Beginning at the top of the data below, write out every line exactly until you reach the line with "chunk format tag.", and include that line.

[Saved entries]
********

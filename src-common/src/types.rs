//! Shared types for micrelay audio capture.

use serde::{Deserialize, Serialize};
use std::fmt;
use std::time::Duration;
use thiserror::Error;

/// Highest sample rate accepted in a capture configuration.
pub const MAX_SAMPLE_RATE: u32 = 384_000;

/// Highest channel count accepted in a capture configuration.
pub const MAX_CHANNELS: u16 = 32;

/// Longest chunk cadence accepted in a capture configuration.
pub const MAX_SECONDS_PER_CHUNK: f64 = 60.0;

/// Sample encoding written into the WAV format tag.
#[derive(Debug, Default, Clone, Copy, PartialEq, Eq, Serialize, Deserialize)]
#[serde(rename_all = "snake_case")]
pub enum SampleFormat {
    /// Signed little-endian integer PCM (format tag 1)
    #[default]
    Int,
    /// IEEE float PCM (format tag 3)
    Float,
}

impl SampleFormat {
    /// WAV `fmt ` chunk format tag.
    pub fn format_tag(&self) -> u16 {
        match self {
            SampleFormat::Int => 1,
            SampleFormat::Float => 3,
        }
    }

    pub fn from_format_tag(tag: u16) -> Option<Self> {
        match tag {
            1 => Some(SampleFormat::Int),
            3 => Some(SampleFormat::Float),
            _ => None,
        }
    }

    /// Client-side mapping: 4-byte samples are floats, 2-byte samples are integers.
    pub fn for_bytes_per_sample(bytes_per_sample: u16) -> Self {
        if bytes_per_sample == 4 {
            SampleFormat::Float
        } else {
            SampleFormat::Int
        }
    }
}

/// Reasons a capture configuration is rejected.
#[derive(Debug, Clone, PartialEq, Error)]
pub enum ConfigError {
    #[error("sample rate must be between 1 and {MAX_SAMPLE_RATE} Hz, got {0}")]
    SampleRate(u32),
    #[error("channel count must be between 1 and {MAX_CHANNELS}, got {0}")]
    Channels(u16),
    #[error("bytes per sample must be 2 or 4, got {0}")]
    BytesPerSample(u16),
    #[error("seconds per chunk must be above 0 and at most {MAX_SECONDS_PER_CHUNK}, got {0}")]
    SecondsPerChunk(f64),
    #[error("unknown configuration key: {0}")]
    UnknownKey(String),
    #[error("invalid value for {key}: {message}")]
    InvalidValue { key: String, message: String },
}

/// Client-side capture configuration.
///
/// Drives both the WAV header of every chunk and the chunk cadence.
#[derive(Debug, Clone, PartialEq, Serialize, Deserialize)]
#[serde(rename_all = "camelCase")]
pub struct CaptureConfig {
    /// Preferred local input device (ignored by the daemon)
    #[serde(default, skip_serializing_if = "Option::is_none")]
    pub device_id: Option<String>,
    pub sample_rate: u32,
    pub channel_count: u16,
    pub bytes_per_sample: u16,
    pub seconds_per_chunk: f64,
}

impl Default for CaptureConfig {
    fn default() -> Self {
        Self {
            device_id: None,
            sample_rate: 16_000,
            channel_count: 1,
            bytes_per_sample: 2,
            seconds_per_chunk: 1.0,
        }
    }
}

impl CaptureConfig {
    pub fn validate(&self) -> Result<(), ConfigError> {
        validate_format(
            self.sample_rate,
            self.channel_count,
            self.bytes_per_sample,
            self.seconds_per_chunk,
        )
    }

    pub fn sample_format(&self) -> SampleFormat {
        SampleFormat::for_bytes_per_sample(self.bytes_per_sample)
    }

    /// Number of sample frames in one chunk.
    pub fn frames_per_chunk(&self) -> usize {
        (self.sample_rate as f64 * self.seconds_per_chunk) as usize
    }

    /// PCM payload length of one chunk in bytes (all channels).
    pub fn chunk_payload_len(&self) -> usize {
        self.frames_per_chunk() * self.channel_count as usize * self.bytes_per_sample as usize
    }
}

fn validate_format(
    sample_rate: u32,
    channels: u16,
    bytes_per_sample: u16,
    seconds_per_chunk: f64,
) -> Result<(), ConfigError> {
    if sample_rate == 0 || sample_rate > MAX_SAMPLE_RATE {
        return Err(ConfigError::SampleRate(sample_rate));
    }
    if channels == 0 || channels > MAX_CHANNELS {
        return Err(ConfigError::Channels(channels));
    }
    if bytes_per_sample != 2 && bytes_per_sample != 4 {
        return Err(ConfigError::BytesPerSample(bytes_per_sample));
    }
    if !seconds_per_chunk.is_finite()
        || seconds_per_chunk <= 0.0
        || seconds_per_chunk > MAX_SECONDS_PER_CHUNK
    {
        return Err(ConfigError::SecondsPerChunk(seconds_per_chunk));
    }
    Ok(())
}

/// Capture configuration as it travels on the wire (daemon field names).
#[derive(Debug, Clone, Copy, PartialEq, Serialize, Deserialize)]
#[serde(rename_all = "camelCase")]
pub struct MicConfig {
    pub sample_rate: u32,
    pub channels: u16,
    pub bytes_per_sample: u16,
    pub seconds_per_chunk: f64,
}

impl Default for MicConfig {
    /// Matches the native format of the default daemon capture command.
    fn default() -> Self {
        Self {
            sample_rate: 48_000,
            channels: 1,
            bytes_per_sample: 2,
            seconds_per_chunk: 1.0,
        }
    }
}

impl MicConfig {
    pub fn validate(&self) -> Result<(), ConfigError> {
        validate_format(
            self.sample_rate,
            self.channels,
            self.bytes_per_sample,
            self.seconds_per_chunk,
        )
    }

    /// Bytes read from the capture subprocess per chunk.
    ///
    /// `sample_rate * seconds_per_chunk` is truncated to whole frames and the
    /// channel count does not participate. `None` when the window does not
    /// fit in memory at all.
    pub fn read_window_len(&self) -> Option<usize> {
        let frames = self.sample_rate as f64 * self.seconds_per_chunk;
        if !frames.is_finite() || frames < 0.0 || frames >= usize::MAX as f64 {
            return None;
        }
        (frames as usize).checked_mul(self.bytes_per_sample as usize)
    }

    /// Pause between two reads; `None` if `seconds_per_chunk` is not a
    /// representable duration.
    pub fn chunk_interval(&self) -> Option<Duration> {
        Duration::try_from_secs_f64(self.seconds_per_chunk).ok()
    }
}

impl From<&CaptureConfig> for MicConfig {
    fn from(config: &CaptureConfig) -> Self {
        Self {
            sample_rate: config.sample_rate,
            channels: config.channel_count,
            bytes_per_sample: config.bytes_per_sample,
            seconds_per_chunk: config.seconds_per_chunk,
        }
    }
}

impl From<&MicConfig> for CaptureConfig {
    fn from(config: &MicConfig) -> Self {
        Self {
            device_id: None,
            sample_rate: config.sample_rate,
            channel_count: config.channels,
            bytes_per_sample: config.bytes_per_sample,
            seconds_per_chunk: config.seconds_per_chunk,
        }
    }
}

/// Daemon microphone status as reported on the wire.
#[derive(Debug, Default, Clone, Copy, PartialEq, Eq, Serialize, Deserialize)]
#[serde(rename_all = "lowercase")]
pub enum MicStatus {
    #[default]
    Idle,
    Listening,
    Error,
}

impl MicStatus {
    pub fn as_str(&self) -> &'static str {
        match self {
            MicStatus::Idle => "idle",
            MicStatus::Listening => "listening",
            MicStatus::Error => "error",
        }
    }
}

impl fmt::Display for MicStatus {
    fn fmt(&self, f: &mut fmt::Formatter<'_>) -> fmt::Result {
        f.write_str(self.as_str())
    }
}

/// Authoritative daemon state, broadcast to every connection.
#[derive(Debug, Clone, PartialEq, Serialize, Deserialize)]
pub struct MicState {
    pub state: MicStatus,
    pub config: MicConfig,
    #[serde(default, skip_serializing_if = "String::is_empty")]
    pub error: String,
}

impl MicState {
    pub fn idle(config: MicConfig) -> Self {
        Self {
            state: MicStatus::Idle,
            config,
            error: String::new(),
        }
    }
}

********

▶ Completed exercise
filename src-common/src/types.rs
//! Shared types for micrelay audio capture.

use serde::{Deserialize, Serialize};
use std::fmt;
use std::time::Duration;
use thiserror::Error;

/// Highest sample rate accepted in a capture configuration.
pub const MAX_SAMPLE_RATE: u32 = 384_000;

/// Highest channel count accepted in a capture configuration.
pub const MAX_CHANNELS: u16 = 32;

/// Longest chunk cadence accepted in a capture configuration.
pub const MAX_SECONDS_PER_CHUNK: f64 = 60.0;

/// Sample encoding written into the WAV format tag.
#[derive(Debug, Default, Clone, Copy, PartialEq, Eq, Serialize, Deserialize)]
#[serde(rename_all = "snake_case")]
pub enum SampleFormat {
    /// Signed little-endian integer PCM (format tag 1)
    #[default]
    Int,
    /// IEEE float PCM (format tag 3)
    Float,
}

impl SampleFormat {
    /// WAV `fmt ` chunk format tag.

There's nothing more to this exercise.